He also discusses the media response and how in recent years organization have changed to publicize the victims and the response as opposed to delving into the personality of the shooter. He also talks about how shooters have started to circumvent this by live streaming their violence themselves.
What I kept thinking about as I read this book was what if we could provide a friendly engaged ear for every child? Not just the ones who were on the verge of homicide or suicide. A responsive system that addressed deficits like poverty, or parental disengagement, nothing that would rise to the level of taking the kids out of their home, but those little things that add up. Maybe the kid doesn’t become a mass shooter, but they drop out of school, start using drugs, or start having babies they have no way to support (emotionally or financially), so the cycle starts all over again.
I know it would have meant the world to me as a kid to have someone who was interested in me and spoke with me on a regular basis. I was one of the quiet ones, making good grades, and not making any trouble – but being ruthlessly bullied in the background. Teachers didn’t notice or didn’t care. Maybe they didn’t have the time or the energy to care. This was before Columbine. I was a college junior in 1999. I’ve heard from younger friends that school got difficult for anyone that was perceived as different or alienated after Columbine.
When I was being bullied, I had no idea how to get an appointment with the school counselor. And there was a sense that you had to be ordered there to get help or those that went there were really messed up.
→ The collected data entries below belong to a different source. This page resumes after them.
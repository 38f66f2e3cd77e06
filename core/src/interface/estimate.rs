use serde::{Deserialize, Serialize};

/// Angle of arrival for one recording plus the values it was derived from.
#[derive(Debug, Clone, Copy, PartialEq, Serialize, Deserialize)]
pub struct Estimate {
    /// Degrees in `[0, 180]`; 90 is broadside.
    pub angle_deg: f64,
    /// Correlation lag in samples at `upsampled_rate`.
    pub lag: isize,
    pub cos_theta: f64,
    pub upsampled_rate: u32,
    pub confidence: f64,
    pub low_confidence: bool,
}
I was having fantasies, at the time, of shooting myself in front of my locker to get back at my bullies – whose lockers were right next to mine. But I had no way to procure a gun. I was surely never going to tell anyone that. It took me well into adulthood before I came anywhere close to coping with what happened to me, and when I brought it up, I was often dismissed.
What we might spare ourselves as a country if we fostered a robust, easy to use, accessible mental health support network. You shouldn’t have to be ready to pick up a gun and kill before someone notices and steps in to intervene.
A perfect companion book to The Gift of Fear, which sets out how to be vigilant and notice the clues of violent behavior in others...this builds on this, and dissects mass shootings with the benefit of hindsight. Follman has cultivated relationships with professionals who study violent crime, gun crime, and the killers. He talked at length with one school district that has a multi-disciplinary team working proactively with students, schools, families, and community, to give disaffected students support early, so they never feel so isolated that they turn violent.
The strength of the book is probably also the weakness: it's mostly narrative...stories of survivors, of shooters, of professionals who study the origins of this violence. If you come to this book for lists of behavior to watch for, steps to take, this isn't your book...all this is IN the book, but you as the reader need to ferret all this out. When you do, you are amply rewarded...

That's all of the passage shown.